Faktor-Faktor yang mempengaruhi Bahasa

Peranan bahasa dalam manusia besar sekali. Hampir dalam semua kegiatan, manusia memerlukan bantuan bahasa. Baik dalam kehidupan sehari-hari maupun dalam kehidupan khusus seperti kesenian dan ilmu. Bahasa merupakan sarana yang tidak dapat ditinggalkan. Dalam kehidupan sehari-hari seperti di rumah, di pasar dan tempat hiburan selalu dpergunakan orang. Sukar kita bayangkan manusia hidup tanpa bahasa. Karena bahasa demikian pentingnya dalam kehidupan manusia, tidaklah mengherankan apabila banyak perhatian yang dicurahkan pada masalah yang berhubungan dengan bahasa.  
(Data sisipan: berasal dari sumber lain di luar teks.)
//! Rule matching.
//!
//! Contract for every rule: on success the state has advanced and may have
//! new tokens appended; on failure the state is exactly as it was. Anything
//! that may need to undo work runs on a clone and assigns it back only once
//! it has committed.

use std::sync::Arc;

use pegtree_core::{Span, Token};

use super::{CharClass, Rule, RuleKind};
use crate::engine::{Context, MemoEntry, ParseState, Tracer};

/// Token name for node rules applied outside a grammar.
const UNNAMED_NODE: &str = "Node";

impl Rule {
    /// Attempt to match at `state`'s position.
    pub(crate) fn apply<T: Tracer>(&self, state: &mut ParseState, cx: &mut Context<'_, T>) -> bool {
        let start = state.position();
        if !cx.enter(self, start) {
            return false;
        }

        let matched = match cx.memo_get(self, start) {
            Some(entry) => {
                cx.tracer.trace_memo_hit(self, start, entry.end());
                entry.replay(state)
            }
            None => {
                let mark = state.emitted_len();
                let matched = self.apply_kind(state, cx);
                let entry = if matched {
                    MemoEntry::Matched {
                        end: state.position(),
                        tokens: state.emitted_since(mark),
                    }
                } else {
                    MemoEntry::Failed
                };
                cx.memo_put(self, start, entry);
                matched
            }
        };

        cx.exit(self, start, matched.then(|| state.position()));
        matched
    }

    fn apply_kind<T: Tracer>(&self, state: &mut ParseState, cx: &mut Context<'_, T>) -> bool {
        match self.kind() {
            RuleKind::Char(class) => self.apply_char(class, state, cx),
            RuleKind::Literal(text) => {
                if state.remainder().starts_with(&**text) {
                    state.advance(text.len());
                    return true;
                }
                self.fail(state, cx)
            }
            RuleKind::Regex(matcher) => match matcher.match_at(state.input(), state.position()) {
                Some(end) => {
                    state.set_position(end);
                    true
                }
                None => self.fail(state, cx),
            },
            RuleKind::End => state.is_at_end() || self.fail(state, cx),
            RuleKind::Seq(rules) => apply_seq(rules, state, cx),
            RuleKind::Choice(alternatives) => {
                for alternative in alternatives {
                    let mut attempt = state.clone();
                    if alternative.apply(&mut attempt, cx) {
                        state.assign(attempt);
                        return true;
                    }
                    if cx.is_aborted() {
                        return false;
                    }
                }
                false
            }
            RuleKind::Not(inner) => !lookahead(inner, state, cx) || self.fail(state, cx),
            RuleKind::At(inner) => lookahead(inner, state, cx) || self.fail(state, cx),
            RuleKind::ZeroOrMore(inner) => {
                self.repeat(inner, 0, state, cx);
                true
            }
            RuleKind::OneOrMore(inner) => self.repeat(inner, 1, state, cx),
            RuleKind::Opt(inner) => {
                let mut attempt = state.clone();
                if inner.apply(&mut attempt, cx) {
                    state.assign(attempt);
                }
                true
            }
            RuleKind::Node(inner) => self.apply_node(inner, state, cx),
            RuleKind::Recursive(lazy) => lazy.resolve().apply(state, cx),
        }
    }

    fn apply_char<T: Tracer>(
        &self,
        class: &CharClass,
        state: &mut ParseState,
        cx: &mut Context<'_, T>,
    ) -> bool {
        match state.remainder().chars().next() {
            Some(c) if class.matches(c) => {
                state.advance(c.len_utf8());
                true
            }
            _ => self.fail(state, cx),
        }
    }

    /// Record this primitive or lookahead as expected at the cursor and fail.
    fn fail<T: Tracer>(&self, state: &ParseState, cx: &mut Context<'_, T>) -> bool {
        cx.expected(state.position(), || self.describe());
        false
    }

    /// Greedy repetition. A zero-width iteration ends the loop; it is only
    /// committed when it is one of the `min` required matches.
    fn repeat<T: Tracer>(
        &self,
        inner: &Rule,
        min: usize,
        state: &mut ParseState,
        cx: &mut Context<'_, T>,
    ) -> bool {
        let mut count = 0;
        loop {
            let mut attempt = state.clone();
            if !inner.apply(&mut attempt, cx) {
                return count >= min;
            }

            let stalled = attempt.position() == state.position();
            if stalled && count >= min {
                cx.tracer.trace_stalled(self, state.position());
                return true;
            }

            state.assign(attempt);
            count += 1;

            if stalled {
                cx.tracer.trace_stalled(self, state.position());
                return true;
            }
        }
    }

    fn apply_node<T: Tracer>(
        &self,
        inner: &Rule,
        state: &mut ParseState,
        cx: &mut Context<'_, T>,
    ) -> bool {
        let begin = state.position();
        let mut scope = state.scope();
        if !inner.apply(&mut scope, cx) {
            return false;
        }

        let name = self
            .name_arc()
            .cloned()
            .unwrap_or_else(|| Arc::from(UNNAMED_NODE));
        let span = Span::new(begin, scope.position());
        let token = Token::new(name, state.input_arc().clone(), span, scope.into_tokens());
        cx.tracer.trace_token(&token);

        state.set_position(span.end);
        state.push(token);
        true
    }
}

fn apply_seq<T: Tracer>(rules: &[Rule], state: &mut ParseState, cx: &mut Context<'_, T>) -> bool {
    let mut attempt = state.clone();
    for rule in rules {
        if !rule.apply(&mut attempt, cx) {
            if attempt.position() != state.position() {
                cx.tracer
                    .trace_backtrack(attempt.position(), state.position());
            }
            return false;
        }
    }
    state.assign(attempt);
    true
}

/// Apply `inner` on a throwaway clone. Only the outcome escapes: what
/// `inner` expected along the way is not recorded, the lookahead itself is.
fn lookahead<T: Tracer>(inner: &Rule, state: &ParseState, cx: &mut Context<'_, T>) -> bool {
    let mut probe = state.clone();
    let matched = cx.quietly(|cx| inner.apply(&mut probe, cx));
    if probe.position() != state.position() {
        cx.tracer.trace_backtrack(probe.position(), state.position());
    }
    matched
}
Salah satu sistem isyarat yang paling penting bagi manusia adalah bahasa (Littlejohn, 1996). Dalam bahasa, isyarat terdiri dari pengelompokan sesuatu yang memiliki makna. Suara-suara dikombinasikan ke dalam frasa-frasa, klausa-klausa dan kalimat-kalimat, yang menunjukkan objek. Bahasa sebagai alat komunikasi, pada hakekatnya bersifat netral (Heryanto, 1989), tetapi dapat digunakan sebagai sesuatu yang bersifat baik atau tidak baik. Bahasa menjadi memberikan makna yang salah jika pengertian yang kabur tidak bisa dibatasi penggunaannya, terutama yang sering terjadi antara penguasa yang masyarakatnya. Melalui bahasa juga terlihat keinginan dominasi Barat modern atas manyarakat non-Barat, pada abad lalu, atau bahkan hingga saat ini yang terjadi dimanamana, tidak hanya terjadi di kepulauan Nusantara (Heryanto, 1989), yang tidak lain adalah suatu upaya mempertahankan kekuasaan Barat atas non-Barat. Hal ini terlihat secara nyata pada berbagai kajian tentang kolonialisme, imperialisme, underdevelopment dan dependensia yang banyak memberikan sumbangan pemikiran untuk memahami proses dominasi Barat dan atau Utara di bagian besar dunia ini. Berbagai pemikiran tersebut terlalu mendasarkan analisisnya pada bidang politik-ekonomi, bukan bahasa. Bahkan, kajian-kajian tersebut biasanya membuat generalisasi yang sangat luas, yang dapat merupakan pengaruh bahasa sebagai alat komunikasi politik penguasa untuk mempertahankan kekuasaannya di negara penerima program. Tulisan ini bertujuan memberikan pemahaman dan mengemukakan bagaimana bahasa memiliki berbagai fungsi dalam kaitannya dengan komunikasi, bahkan tidak jarang digunakan sebagai alat komunikasi politik penguasa untuk mempertahankan kekuasaannya.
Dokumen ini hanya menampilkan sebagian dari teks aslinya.